Give the data again exactly, stopping after the "Resolves a polygon's" line.
··········
//! Self-union simplification: removes self-intersections from polygons by
//! running them through the clipping engine once.

use crate::error::Result;
use crate::geometry::{Path, Paths};
use crate::operations::boolean::{ClipType, Clipper, PolyFillType, PolyType};

/// Resolves a polygon's self-intersections under the given fill rule,
/// returning the resulting simple rings.
///
/// # Errors
///
/// Propagates engine failures (degenerate input, unstable geometry).
pub fn simplify_polygon(path: &Path, fill_type: PolyFillType) -> Result<Paths> {
    let mut clipper = Clipper::new();
    clipper.strictly_simple = true;
    clipper.add_path(path, PolyType::Subject, true)?;
    clipper.execute(ClipType::Union, fill_type, fill_type)
}

/// [`simplify_polygon`] over a set of polygons, resolved together.
///
/// # Errors
///
/// Propagates engine failures (degenerate input, unstable geometry).
pub fn simplify_polygons(paths: &Paths, fill_type: PolyFillType) -> Result<Paths> {
    let mut clipper = Clipper::new();
    clipper.strictly_simple = true;
    clipper.add_paths(paths, PolyType::Subject, true)?;
    clipper.execute(ClipType::Union, fill_type, fill_type)
}
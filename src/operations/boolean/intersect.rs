//! Scanbeam intersection engine: finds every pairwise crossing of active
//! edges via a bubble sort over projected x positions, orders the crossings
//! bottom-to-top, and applies each one to the winding machinery.

use crate::error::ExecuteError;
use crate::math::IntPoint;

use super::edge::{is_horizontal, round_to_i64, EdgeId};
use super::{ClipType, Clipper, IntersectNode, PolyFillType, PolyType, Protects};

impl Clipper {
    pub(crate) fn process_intersections(&mut self, top_y: i64) -> Result<(), ExecuteError> {
        if self.active_edges.is_none() {
            return Ok(());
        }
        self.build_intersect_list(top_y);
        if self.intersect_nodes.is_empty() {
            return Ok(());
        }
        if self.fixup_intersections() {
            self.process_intersect_list();
            Ok(())
        } else {
            self.sorted_edges = None;
            self.intersect_nodes.clear();
            Err(ExecuteError::GeometricInconsistency(
                "intersection ordering could not be stabilised",
            ))
        }
    }

    /// Bubble-sorts the active edges by their x at the top of the scanbeam;
    /// every inversion encountered is a crossing within the beam.
    fn build_intersect_list(&mut self, top_y: i64) {
        let Some(first) = self.active_edges else {
            return;
        };

        // mirror the AEL into the SEL and project each edge to top_y
        self.sorted_edges = Some(first);
        let mut prev: Option<EdgeId> = None;
        let mut e = Some(first);
        while let Some(id) = e {
            self.edges[id].prev_in_sel = prev;
            if let Some(p) = prev {
                self.edges[p].next_in_sel = Some(id);
            }
            self.edges[id].next_in_sel = None;
            self.edges[id].sort_x = self.top_x(id, top_y);
            prev = Some(id);
            e = self.edges[id].next_in_ael;
        }

        let mut modified = true;
        while modified && self.sorted_edges.is_some() {
            modified = false;
            let Some(mut e) = self.sorted_edges else {
                break;
            };
            while let Some(next) = self.edges[e].next_in_sel {
                if self.edges[e].sort_x > self.edges[next].sort_x {
                    if let Some(pt) = self.intersect_point(e, next) {
                        self.add_intersect_node(e, next, pt);
                        self.swap_positions_in_sel(e, next);
                        modified = true;
                    } else {
                        e = next;
                    }
                } else {
                    e = next;
                }
            }
            // the largest element is in place; trim it off the scratch list
            match self.edges[e].prev_in_sel {
                Some(p) => self.edges[p].next_in_sel = None,
                None => break,
            }
        }
        self.sorted_edges = None;
    }

    /// Computes the crossing point of two non-parallel edges, rounding to
    /// integer coordinates. Returns `None` when the rounded point would fall
    /// outside the current scanbeam in a way that cannot be applied.
    fn intersect_point(&self, edge1: EdgeId, edge2: EdgeId) -> Option<IntPoint> {
        if self.slopes_equal_edges(edge1, edge2) {
            return None;
        }
        let e1 = &self.edges[edge1];
        let e2 = &self.edges[edge2];
        let x;
        let y;
        if e1.dx == 0.0 {
            x = e1.bot.x;
            if is_horizontal(e2.dx) {
                y = e2.bot.y;
            } else {
                let b2 = e2.bot.y as f64 - e2.bot.x as f64 / e2.dx;
                y = round_to_i64(x as f64 / e2.dx + b2);
            }
        } else if e2.dx == 0.0 {
            x = e2.bot.x;
            if is_horizontal(e1.dx) {
                y = e1.bot.y;
            } else {
                let b1 = e1.bot.y as f64 - e1.bot.x as f64 / e1.dx;
                y = round_to_i64(x as f64 / e1.dx + b1);
            }
        } else {
            let b1 = e1.bot.x as f64 - e1.bot.y as f64 * e1.dx;
            let b2 = e2.bot.x as f64 - e2.bot.y as f64 * e2.dx;
            let q = (b2 - b1) / (e1.dx - e2.dx);
            y = round_to_i64(q);
            x = round_to_i64(e1.dx * q + b1);
        }

        // rounding can land exactly on an edge top; accept only orderings
        // the sweep can still honour
        let ok = (y == e1.top.y && y >= e2.top.y && e1.sort_x > e2.sort_x)
            || (y == e2.top.y && y >= e1.top.y && e1.sort_x > e2.sort_x)
            || (y > e1.top.y && y > e2.top.y);
        ok.then_some(IntPoint::new(x, y))
    }

    /// Inserts a crossing into the pending list, keeping it ordered
    /// bottom-to-top with the sweep's tie-break rules.
    fn add_intersect_node(&mut self, e1: EdgeId, e2: EdgeId, pt: IntPoint) {
        let node = IntersectNode {
            edge1: e1,
            edge2: e2,
            pt,
        };
        if self.intersect_nodes.is_empty() {
            self.intersect_nodes.push(node);
            return;
        }
        if self.process1_before2(&node, &self.intersect_nodes[0]) {
            self.intersect_nodes.insert(0, node);
            return;
        }
        let mut i = 1;
        while i < self.intersect_nodes.len()
            && self.process1_before2(&self.intersect_nodes[i], &node)
        {
            i += 1;
        }
        self.intersect_nodes.insert(i, node);
    }

    fn process1_before2(&self, node1: &IntersectNode, node2: &IntersectNode) -> bool {
        if node1.pt.y == node2.pt.y {
            if node1.edge1 == node2.edge1 || node1.edge2 == node2.edge1 {
                let result = node2.pt.x > node1.pt.x;
                if self.edges[node2.edge1].dx > 0.0 {
                    !result
                } else {
                    result
                }
            } else if node1.edge1 == node2.edge2 || node1.edge2 == node2.edge2 {
                let result = node2.pt.x > node1.pt.x;
                if self.edges[node2.edge2].dx > 0.0 {
                    !result
                } else {
                    result
                }
            } else {
                node2.pt.x > node1.pt.x
            }
        } else {
            node1.pt.y > node2.pt.y
        }
    }

    /// Verifies that consecutive crossings always involve SEL neighbours,
    /// reordering the list where it can. Returns false when no consistent
    /// order exists (the caller aborts the sweep).
    fn fixup_intersections(&mut self) -> bool {
        let n = self.intersect_nodes.len();
        if n < 2 {
            return true;
        }
        self.copy_ael_to_sel();
        for i in 0..n - 1 {
            let e1 = self.intersect_nodes[i].edge1;
            let e2 = self.intersect_nodes[i].edge2;
            if self.edges[e1].prev_in_sel != Some(e2) && self.edges[e1].next_in_sel != Some(e2) {
                // out of order: look for a later crossing that is applicable
                let mut j = i + 1;
                loop {
                    if j >= n {
                        return false;
                    }
                    let cand = self.intersect_nodes[j];
                    if self.edges[cand.edge1].next_in_sel == Some(cand.edge2)
                        || self.edges[cand.edge1].prev_in_sel == Some(cand.edge2)
                    {
                        break;
                    }
                    j += 1;
                }
                self.intersect_nodes.swap(i, j);
            }
            let node = self.intersect_nodes[i];
            self.swap_positions_in_sel(node.edge1, node.edge2);
        }
        self.sorted_edges = None;
        let last = self.intersect_nodes[n - 1];
        self.edges[last.edge1].prev_in_sel == Some(last.edge2)
            || self.edges[last.edge1].next_in_sel == Some(last.edge2)
    }

    fn process_intersect_list(&mut self) {
        let nodes = std::mem::take(&mut self.intersect_nodes);
        for node in nodes {
            self.intersect_edges(node.edge1, node.edge2, node.pt, Protects::Both);
            self.swap_positions_in_ael(node.edge1, node.edge2);
        }
    }

    /// Applies one crossing: updates winding counts of both edges,
    /// re-evaluates their contribution, and emits/splices output vertices
    /// accordingly. `e1` must be left of `e2` below the intersection point.
    /// Unprotected edges terminating at `pt` are removed from the AEL.
    pub(crate) fn intersect_edges(&mut self, e1: EdgeId, e2: EdgeId, pt: IntPoint, protects: Protects) {
        let e1_stops = !protects.left()
            && self.edges[e1].next_in_lml.is_none()
            && self.edges[e1].top.x == pt.x
            && self.edges[e1].top.y == pt.y;
        let e2_stops = !protects.right()
            && self.edges[e2].next_in_lml.is_none()
            && self.edges[e2].top.x == pt.x
            && self.edges[e2].top.y == pt.y;
        let e1_contributing = self.edges[e1].out_idx.is_some();
        let e2_contributing = self.edges[e2].out_idx.is_some();

        // update winding counts; e1 will be right of e2 above the crossing
        if self.edges[e1].poly_type == self.edges[e2].poly_type {
            if self.is_even_odd_fill_type(e1) {
                let old = self.edges[e1].wind_cnt;
                self.edges[e1].wind_cnt = self.edges[e2].wind_cnt;
                self.edges[e2].wind_cnt = old;
            } else {
                let d2 = self.edges[e2].wind_delta;
                if self.edges[e1].wind_cnt + d2 == 0 {
                    self.edges[e1].wind_cnt = -self.edges[e1].wind_cnt;
                } else {
                    self.edges[e1].wind_cnt += d2;
                }
                let d1 = self.edges[e1].wind_delta;
                if self.edges[e2].wind_cnt - d1 == 0 {
                    self.edges[e2].wind_cnt = -self.edges[e2].wind_cnt;
                } else {
                    self.edges[e2].wind_cnt -= d1;
                }
            }
        } else {
            if !self.is_even_odd_fill_type(e2) {
                let d2 = self.edges[e2].wind_delta;
                self.edges[e1].wind_cnt2 += d2;
            } else {
                self.edges[e1].wind_cnt2 = i32::from(self.edges[e1].wind_cnt2 == 0);
            }
            if !self.is_even_odd_fill_type(e1) {
                let d1 = self.edges[e1].wind_delta;
                self.edges[e2].wind_cnt2 -= d1;
            } else {
                self.edges[e2].wind_cnt2 = i32::from(self.edges[e2].wind_cnt2 == 0);
            }
        }

        let (e1_pft, e1_pft2) = self.fill_types_of(e1);
        let (e2_pft, e2_pft2) = self.fill_types_of(e2);
        let e1_wc = directed_wind(self.edges[e1].wind_cnt, e1_pft);
        let e2_wc = directed_wind(self.edges[e2].wind_cnt, e2_pft);

        let clip_type = self.clip_type.unwrap_or(ClipType::Union);
        let same_poly_type = self.edges[e1].poly_type == self.edges[e2].poly_type;

        if e1_contributing && e2_contributing {
            if e1_stops
                || e2_stops
                || (e1_wc != 0 && e1_wc != 1)
                || (e2_wc != 0 && e2_wc != 1)
                || (!same_poly_type && clip_type != ClipType::SymmetricDifference)
            {
                self.add_local_max_poly(e1, e2, pt);
            } else {
                self.add_out_pt(e1, pt);
                self.add_out_pt(e2, pt);
                self.swap_sides(e1, e2);
                self.swap_poly_indexes(e1, e2);
            }
        } else if e1_contributing {
            // under Intersection a crossing with a clip edge only counts
            // where the other input set actually covers it
            let e2_covered = clip_type != ClipType::Intersection
                || self.edges[e2].poly_type == PolyType::Subject
                || self.edges[e2].wind_cnt2 != 0;
            if e2_covered && (e2_wc == 0 || e2_wc == 1) {
                self.add_out_pt(e1, pt);
                self.swap_sides(e1, e2);
                self.swap_poly_indexes(e1, e2);
            }
        } else if e2_contributing {
            let e1_covered = clip_type != ClipType::Intersection
                || self.edges[e1].poly_type == PolyType::Subject
                || self.edges[e1].wind_cnt2 != 0;
            if e1_covered && (e1_wc == 0 || e1_wc == 1) {
                self.add_out_pt(e2, pt);
                self.swap_sides(e1, e2);
                self.swap_poly_indexes(e1, e2);
            }
        } else if (e1_wc == 0 || e1_wc == 1) && (e2_wc == 0 || e2_wc == 1) {
            // neither edge is currently contributing
            let e1_wc2 = directed_wind(self.edges[e1].wind_cnt2, e1_pft2);
            let e2_wc2 = directed_wind(self.edges[e2].wind_cnt2, e2_pft2);
            if !same_poly_type {
                if !e1_stops && !e2_stops {
                    self.add_local_min_poly(e1, e2, pt);
                }
            } else if e1_wc == 1 && e2_wc == 1 {
                let start = match clip_type {
                    ClipType::Intersection => e1_wc2 > 0 && e2_wc2 > 0,
                    ClipType::Union => e1_wc2 <= 0 && e2_wc2 <= 0,
                    ClipType::Difference => {
                        let poly_type = self.edges[e1].poly_type;
                        (poly_type == PolyType::Clip && e1_wc2 > 0 && e2_wc2 > 0)
                            || (poly_type == PolyType::Subject && e1_wc2 <= 0 && e2_wc2 <= 0)
                    }
                    ClipType::SymmetricDifference => true,
                };
                if start && !e1_stops && !e2_stops {
                    self.add_local_min_poly(e1, e2, pt);
                }
            } else {
                self.swap_sides(e1, e2);
            }
        }

        // a stopping edge that still owns an output ring hands it to the
        // surviving edge
        if e1_stops != e2_stops
            && ((e1_stops && self.edges[e1].out_idx.is_some())
                || (e2_stops && self.edges[e2].out_idx.is_some()))
        {
            self.swap_sides(e1, e2);
            self.swap_poly_indexes(e1, e2);
        }

        if e1_stops {
            self.delete_from_ael(e1);
        }
        if e2_stops {
            self.delete_from_ael(e2);
        }
    }
}
//! Horizontal edges break the sweep's y-ordering; each one is handled as a
//! micro-sweep in x at the current level.

use crate::error::ExecuteError;
use crate::math::IntPoint;

use super::edge::{is_horizontal, EdgeId};
use super::{Clipper, Direction, Protects};

impl Clipper {
    /// Drains the SEL, processing each queued horizontal in turn.
    pub(crate) fn process_horizontals(&mut self) -> Result<(), ExecuteError> {
        while let Some(horz) = self.sorted_edges {
            self.delete_from_sel(horz);
            self.process_horizontal(horz)?;
        }
        Ok(())
    }

    /// Walks the AEL across a horizontal edge's x-span, intersecting every
    /// edge in range, then either promotes the horizontal's bound
    /// continuation or retires it at its maxima pair.
    fn process_horizontal(&mut self, horz: EdgeId) -> Result<(), ExecuteError> {
        let (horz_left, horz_right, dir) = {
            let e = &self.edges[horz];
            if e.curr.x < e.top.x {
                (e.curr.x, e.top.x, Direction::LeftToRight)
            } else {
                (e.top.x, e.curr.x, Direction::RightToLeft)
            }
        };
        let e_max_pair = if self.edges[horz].next_in_lml.is_some() {
            None
        } else {
            Some(self.maxima_pair(horz))
        };

        let mut e_opt = self.next_in_ael_dir(horz, dir);
        while let Some(e) = e_opt {
            let e_next = self.next_in_ael_dir(e, dir);
            let ecx = self.edges[e].curr.x;
            if ecx >= horz_left && ecx <= horz_right {
                // still in range of the horizontal
                if ecx == self.edges[horz].top.x {
                    if let Some(next_lml) = self.edges[horz].next_in_lml {
                        if self.slopes_equal_edges(e, next_lml) {
                            // shared-edge output polygons need joining later
                            if self.edges[horz].out_idx.is_some()
                                && self.edges[e].out_idx.is_some()
                            {
                                let saved = self.edges[horz].out_idx;
                                self.add_join(next_lml, e, saved, None);
                            }
                            break; // end of the horizontal line
                        } else if self.edges[e].dx < self.edges[next_lml].dx {
                            // past the end of the intermediate horizontal:
                            // more negative slopes follow more positive
                            // slopes above it
                            break;
                        }
                    }
                }

                if Some(e) == e_max_pair {
                    // a maxima horizontal has reached its end
                    let y = self.edges[horz].curr.y;
                    let pt = IntPoint::new(ecx, y);
                    match dir {
                        Direction::LeftToRight => {
                            self.intersect_edges(horz, e, pt, Protects::Neither);
                        }
                        Direction::RightToLeft => {
                            self.intersect_edges(e, horz, pt, Protects::Neither);
                        }
                    }
                    return Ok(());
                } else if is_horizontal(self.edges[e].dx)
                    && !self.is_minima(e)
                    && self.edges[e].curr.x <= self.edges[e].top.x
                {
                    // an overlapping horizontal still on its way out
                    let y = self.edges[horz].curr.y;
                    let pt = IntPoint::new(ecx, y);
                    let top = self.is_top_horz(ecx);
                    match dir {
                        Direction::LeftToRight => self.intersect_edges(
                            horz,
                            e,
                            pt,
                            if top { Protects::Left } else { Protects::Both },
                        ),
                        Direction::RightToLeft => self.intersect_edges(
                            e,
                            horz,
                            pt,
                            if top { Protects::Right } else { Protects::Both },
                        ),
                    }
                } else {
                    let y = self.edges[horz].curr.y;
                    let pt = IntPoint::new(ecx, y);
                    let top = self.is_top_horz(ecx);
                    match dir {
                        Direction::LeftToRight => self.intersect_edges(
                            horz,
                            e,
                            pt,
                            if top { Protects::Left } else { Protects::Both },
                        ),
                        Direction::RightToLeft => self.intersect_edges(
                            e,
                            horz,
                            pt,
                            if top { Protects::Right } else { Protects::Both },
                        ),
                    }
                }
                self.swap_positions_in_ael(horz, e);
            } else if dir == Direction::LeftToRight
                && ecx > horz_right
                && self.edges[horz].next_in_sel.is_none()
            {
                break;
            } else if dir == Direction::RightToLeft
                && ecx < horz_left
                && self.edges[horz].next_in_sel.is_none()
            {
                break;
            }
            e_opt = e_next;
        }

        if self.edges[horz].next_in_lml.is_some() {
            if self.edges[horz].out_idx.is_some() {
                let top = self.edges[horz].top;
                self.add_out_pt(horz, top);
            }
            self.update_edge_into_ael(horz)?;
            Ok(())
        } else {
            let Some(max_pair) = e_max_pair else {
                return Err(ExecuteError::GeometricInconsistency(
                    "horizontal edge without continuation or maxima pair",
                ));
            };
            if self.edges[horz].out_idx.is_some() {
                let pt = IntPoint::new(self.edges[horz].top.x, self.edges[horz].curr.y);
                self.intersect_edges(horz, max_pair, pt, Protects::Both);
            }
            self.delete_from_ael(max_pair);
            self.delete_from_ael(horz);
            Ok(())
        }
    }

    /// No SEL horizontal spans `x`, so the level above is open there.
    fn is_top_horz(&self, x: i64) -> bool {
        let mut e = self.sorted_edges;
        while let Some(id) = e {
            let curr_x = self.edges[id].curr.x;
            let top_x = self.edges[id].top.x;
            if x >= curr_x.min(top_x) && x <= curr_x.max(top_x) {
                return false;
            }
            e = self.edges[id].next_in_sel;
        }
        true
    }

    pub(crate) fn is_minima(&self, e: EdgeId) -> bool {
        let prev = self.edges[e].prev;
        let next = self.edges[e].next;
        self.edges[prev].next_in_lml != Some(e) && self.edges[next].next_in_lml != Some(e)
    }

    pub(crate) fn is_maxima(&self, e: EdgeId, y: i64) -> bool {
        self.edges[e].top.y == y && self.edges[e].next_in_lml.is_none()
    }

    pub(crate) fn is_intermediate(&self, e: EdgeId, y: i64) -> bool {
        self.edges[e].top.y == y && self.edges[e].next_in_lml.is_some()
    }

    /// The other edge of the local maximum `e` terminates at.
    pub(crate) fn maxima_pair(&self, e: EdgeId) -> EdgeId {
        let next = self.edges[e].next;
        let top = self.edges[e].top;
        if !self.is_maxima(next, top.y) || self.edges[next].top.x != top.x {
            self.edges[e].prev
        } else {
            next
        }
    }
}

#[cfg(test)]
#[allow(clippy::unwrap_used)]
mod tests {
    use super::super::{ClipType, PolyFillType, PolyType};
    use super::*;
    use crate::geometry::Path;
    use crate::math::polygon::{area, rotate_to_canonical_start};

    fn p(x: i64, y: i64) -> IntPoint {
        IntPoint::new(x, y)
    }

    fn square(x: i64, y: i64, size: i64) -> Path {
        vec![
            p(x, y),
            p(x, y + size),
            p(x + size, y + size),
            p(x + size, y),
        ]
    }

    #[test]
    fn square_bounds_put_the_horizontal_on_the_right() {
        let mut c = Clipper::new();
        c.add_path(&square(0, 0, 100), PolyType::Subject, true).unwrap();
        assert_eq!(c.minima.len(), 1);
        let lm = c.minima[0];
        assert_eq!(lm.y, 100);
        assert!(!is_horizontal(c.edges[lm.left_bound].dx));
        assert!(is_horizontal(c.edges[lm.right_bound].dx));
    }

    #[test]
    fn bound_classification_helpers() {
        let mut c = Clipper::new();
        c.add_path(&square(0, 0, 100), PolyType::Subject, true).unwrap();
        let lm = c.minima[0];

        // the left bound is a single edge ending at the ring's top
        assert!(c.is_maxima(lm.left_bound, 0));
        assert!(is_horizontal(c.edges[c.maxima_pair(lm.left_bound)].dx));

        // the right bound starts at the minimum and continues upward
        assert!(c.is_minima(lm.right_bound));
        let continuation = c.edges[lm.right_bound].next_in_lml.unwrap();
        assert!(c.is_intermediate(continuation, 0));
        assert!(!c.is_maxima(continuation, 0));
    }

    #[test]
    fn stacked_rectangles_merge_across_a_shared_horizontal() {
        let mut c = Clipper::new();
        c.add_path(&square(0, 0, 10), PolyType::Subject, true).unwrap();
        c.add_path(&square(0, 10, 10), PolyType::Clip, true).unwrap();
        let result = c
            .execute(ClipType::Union, PolyFillType::NonZero, PolyFillType::NonZero)
            .unwrap();
        assert_eq!(result.len(), 1);
        assert_eq!(area(&result[0]), 200.0);
        assert_eq!(
            rotate_to_canonical_start(&result[0]),
            vec![p(0, 0), p(0, 20), p(10, 20), p(10, 0)]
        );
    }
}
//! Output ring construction: doubly-linked point rings grown as contributing
//! edges cross events, spliced at local maxima, and tidied after the sweep.

use crate::geometry::{Path, Paths};
use crate::math::predicates::{pt2_is_between, slopes_equal3, PointLocation};
use crate::math::IntPoint;

use super::edge::{is_horizontal, EdgeId, OutPtId, HORIZONTAL};
use super::{Clipper, EdgeSide};

/// An in-progress output polygon ring.
#[derive(Debug, Clone)]
pub(crate) struct OutRec {
    pub idx: usize,
    pub is_hole: bool,
    /// The enclosing ring for hole nesting.
    pub first_left: Option<usize>,
    /// Set when this ring was absorbed into another during a splice.
    pub append_link: Option<usize>,
    /// Anchor into the circular point list, or `None` once absorbed.
    pub pts: Option<OutPtId>,
    /// The bottom-most (then left-most) point, used to pick hole state when
    /// rings merge.
    pub bottom_pt: Option<OutPtId>,
}

/// A node of a circular doubly-linked output point ring.
#[derive(Debug, Clone)]
pub(crate) struct OutPt {
    /// Back-reference to the owning ring's index.
    pub idx: usize,
    pub pt: IntPoint,
    pub next: OutPtId,
    pub prev: OutPtId,
}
··········
**Answer below:**
//! Self-union simplification: removes self-intersections from polygons by
//! running them through the clipping engine once.

use crate::error::Result;
use crate::geometry::{Path, Paths};
use crate::operations::boolean::{ClipType, Clipper, PolyFillType, PolyType};

/// Resolves a polygon's self-intersections under the given fill rule,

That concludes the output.